Farver shook his head, scratched his jaw. “With that Loran out I don’t know what our ground speed is. But I’ve got a hunch we’ve left that tail wind. I don’t have that feeling of speed any more. Do you, Craig?

Craig shook his head.

Farver looked over his shoulder. “How about the heading to Idlewild, Magellan?”

Hatch scribbled furiously on a clipboard, adding, subtracting, estimating and guessing. “Part of this is scientific,” he announced finally “Part of it’s Kentucky windage. Try two-six-two. That’s as close as I can make it,”

Again the silent faces stared toward the Captain. The whistling of the jet engines sounded normal and natural and yet strangely foreboding. Farver took a long, deep breath, like a man heading into an icy shower.
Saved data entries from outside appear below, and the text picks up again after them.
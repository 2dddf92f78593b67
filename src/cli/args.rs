//! CLI argument definitions using clap derive

use clap::{ArgAction, Parser, Subcommand};
use std::path::PathBuf;

/// buildinfo - build provenance records
///
/// Accumulates request attributes, merges resolved sources and recovers
/// nested dependency provenance for multi-platform builds.
#[derive(Parser, Debug)]
#[command(name = "buildinfo")]
#[command(author, version, about, long_about = None)]
#[command(propagate_version = true)]
pub struct Cli {
    /// Subcommand to execute
    #[command(subcommand)]
    pub command: Commands,

    /// Increase verbosity (-v info, -vv debug)
    #[arg(short, long, global = true, action = ArgAction::Count)]
    pub verbose: u8,

    /// Configuration file path
    #[arg(short, long, global = true, env = "BUILDINFO_CONFIG")]
    pub config: Option<PathBuf>,

    /// Print records on a single line
    #[arg(long, global = true)]
    pub compact: bool,
}

/// Available commands
#[derive(Subcommand, Debug)]
pub enum Commands {
    /// Create or update a record from frontend request attributes
    Accumulate(AccumulateArgs),

    /// Finalize a record with the sources resolved by the solver
    Finalize(FinalizeArgs),

    /// Re-render a record for display
    Format(FormatArgs),

    /// Show the record embedded in an image config
    Inspect(InspectArgs),

    /// Decode a base64 embedded record
    Decode(DecodeArgs),

    /// Encode a record for embedding
    Encode(EncodeArgs),

    /// Show or edit configuration
    Config(ConfigArgs),
}

/// Arguments for the accumulate command
#[derive(Parser, Debug)]
pub struct AccumulateArgs {
    /// Exporter metadata file (JSON object of metadata key to record)
    #[arg(short, long)]
    pub metadata: Option<PathBuf>,

    /// Metadata key, optionally with a platform (base/os/arch)
    #[arg(short, long)]
    pub key: String,

    /// Frontend that handled the request
    #[arg(short, long, default_value = "")]
    pub frontend: String,

    /// Request attribute (KEY=VALUE)
    #[arg(short, long, value_parser = parse_key_val)]
    pub attr: Vec<(String, String)>,

    /// JSON object of request attributes
    #[arg(long)]
    pub attrs_file: Option<PathBuf>,
}

/// Arguments for the finalize command
#[derive(Parser, Debug)]
pub struct FinalizeArgs {
    /// Exporter metadata file (JSON object of metadata key to record)
    #[arg(short, long)]
    pub metadata: Option<PathBuf>,

    /// Metadata key, optionally with a platform (base/os/arch)
    #[arg(short, long)]
    pub key: String,

    /// JSON object of build source identifier to pin
    #[arg(short, long)]
    pub sources: PathBuf,
}

/// Arguments for the format command
#[derive(Parser, Debug)]
pub struct FormatArgs {
    /// Record file, or - for stdin
    #[arg(default_value = "-")]
    pub input: String,

    /// Strip attributes from the record
    #[arg(long)]
    pub remove_attrs: bool,
}

/// Arguments for the inspect command
#[derive(Parser, Debug)]
pub struct InspectArgs {
    /// Image config file, or - for stdin
    #[arg(default_value = "-")]
    pub input: String,
}

/// Arguments for the decode command
#[derive(Parser, Debug)]
pub struct DecodeArgs {
    /// Base64 encoded record, or - for stdin
    #[arg(default_value = "-")]
    pub input: String,
}

/// Arguments for the encode command
#[derive(Parser, Debug)]
pub struct EncodeArgs {
    /// Record file, or - for stdin
    #[arg(default_value = "-")]
    pub input: String,
}

/// Arguments for the config command
#[derive(Parser, Debug)]
pub struct ConfigArgs {
    /// Subcommand for config
    #[command(subcommand)]
    pub action: Option<ConfigAction>,
}

/// Config subcommands
#[derive(Subcommand, Debug)]
pub enum ConfigAction {
    /// Show current configuration
    Show,

    /// Show configuration file path
    Path,

    /// Initialize default configuration
    Init {
        /// Overwrite existing configuration
        #[arg(short, long)]
        force: bool,
    },

    /// Set a configuration value
    Set {
        /// Configuration key (e.g., output.pretty)
        key: String,
        /// Value to set
        value: String,
    },
}

/// Parse a KEY=VALUE pair; the value may itself contain '='
fn parse_key_val(s: &str) -> Result<(String, String), String> {
    let pos = s
        .find('=')
        .ok_or_else(|| format!("invalid KEY=VALUE format: no '=' found in '{s}'"))?;
    Ok((s[..pos].to_string(), s[pos + 1..].to_string()))
}
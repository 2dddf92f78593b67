//! Input and output helpers shared by the commands

use crate::error::{BuildInfoError, BuildInfoResult};
use crate::metadata::Metadata;
use crate::record::BuildInfo;
use serde_json::Value;
use std::collections::BTreeMap;
use std::path::Path;
use tokio::io::AsyncReadExt;
use tracing::debug;

/// Read a file, or stdin when `input` is `-`
pub async fn read_input(input: &str) -> BuildInfoResult<Vec<u8>> {
    if input == "-" {
        let mut buf = Vec::new();
        tokio::io::stdin()
            .read_to_end(&mut buf)
            .await
            .map_err(|e| BuildInfoError::io("reading stdin", e))?;
        return Ok(buf);
    }
    read_file(Path::new(input)).await
}

async fn read_file(path: &Path) -> BuildInfoResult<Vec<u8>> {
    tokio::fs::read(path)
        .await
        .map_err(|e| BuildInfoError::io(format!("reading {}", path.display()), e))
}

/// Load exporter metadata: a JSON object of metadata key to record.
///
/// Null entries are treated as absent records.
pub async fn load_metadata(path: Option<&Path>) -> BuildInfoResult<Metadata> {
    let Some(path) = path else {
        return Ok(Metadata::new());
    };

    let content = read_file(path).await?;
    let entries: BTreeMap<String, Value> = serde_json::from_slice(&content)
        .map_err(|e| BuildInfoError::json(format!("metadata file {}", path.display()), e))?;

    let mut metadata = Metadata::new();
    for (key, value) in entries {
        if value.is_null() {
            continue;
        }
        let record = serde_json::to_vec(&value)
            .map_err(|e| BuildInfoError::json(format!("metadata entry {:?}", key), e))?;
        metadata.insert(key, record);
    }

    debug!("Loaded {} metadata entries from {}", metadata.len(), path.display());
    Ok(metadata)
}

/// Load a JSON object of string to string
pub async fn load_string_map(path: &Path) -> BuildInfoResult<BTreeMap<String, String>> {
    let content = read_file(path).await?;
    serde_json::from_slice(&content)
        .map_err(|e| BuildInfoError::json(path.display().to_string(), e))
}

/// Render a JSON record for the terminal
pub fn render_record(dt: &[u8], pretty: bool) -> BuildInfoResult<String> {
    let bi: BuildInfo =
        serde_json::from_slice(dt).map_err(|e| BuildInfoError::json("build info", e))?;
    render(&bi, pretty)
}

/// Render a record for the terminal
pub fn render(bi: &BuildInfo, pretty: bool) -> BuildInfoResult<String> {
    let rendered = if pretty {
        serde_json::to_string_pretty(bi)
    } else {
        serde_json::to_string(bi)
    };
    rendered.map_err(|e| BuildInfoError::json("build info", e))
}

#[cfg(test)]
mod tests {
    use super::*;
    use tempfile::TempDir;

    #[tokio::test]
    async fn metadata_skips_null_entries() {
        let dir = TempDir::new().unwrap();
        let path = dir.path().join("metadata.json");
        std::fs::write(
            &path,
            r#"{"meta": {"frontend": "dockerfile.v0"}, "other": null}"#,
        )
        .unwrap();

        let metadata = load_metadata(Some(&path)).await.unwrap();
        assert_eq!(metadata.len(), 1);
        let bi: BuildInfo = serde_json::from_slice(&metadata["meta"]).unwrap();
        assert_eq!(bi.frontend, "dockerfile.v0");
    }

    #[tokio::test]
    async fn metadata_absent_path_is_empty() {
        assert!(load_metadata(None).await.unwrap().is_empty());
    }

    #[tokio::test]
    async fn metadata_must_be_object() {
        let dir = TempDir::new().unwrap();
        let path = dir.path().join("metadata.json");
        std::fs::write(&path, "[]").unwrap();
        assert!(load_metadata(Some(&path)).await.unwrap_err().is_decode());
    }

    #[test]
    fn render_compact_and_pretty() {
        let dt = br#"{"frontend":"dockerfile.v0"}"#;
        assert_eq!(
            render_record(dt, false).unwrap(),
            r#"{"frontend":"dockerfile.v0"}"#
        );
        assert!(render_record(dt, true).unwrap().contains("\n"));
    }
}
“All right, gentlemen,’’ he announced, keeping his eyes straight ahead. “You know what we’re up against. We have no radios. We’re apparently out of touch with all ground radar points. We don’t know where we are. We don’t even know if we’re on airways. This beast gulps fuel—you know that only too well. We’ve got one chance—go down through this overcast and look for something familiar. It’s very possible, not to say probable...we may hit something on the way down, but we’ve got to take that chance.” He paused.

“I just want you to know where we stand. Everyone keep a sharp look out for other traffic and keep your fingers crossed.” He reached over and flicked on the seat-belt sign. His fingers tightened on the wheel in front of him and he said quietly, “I don’t think a few prayers would be out of order either.” Then his voice was a clipped command. “All right, Craig...we’re going down!”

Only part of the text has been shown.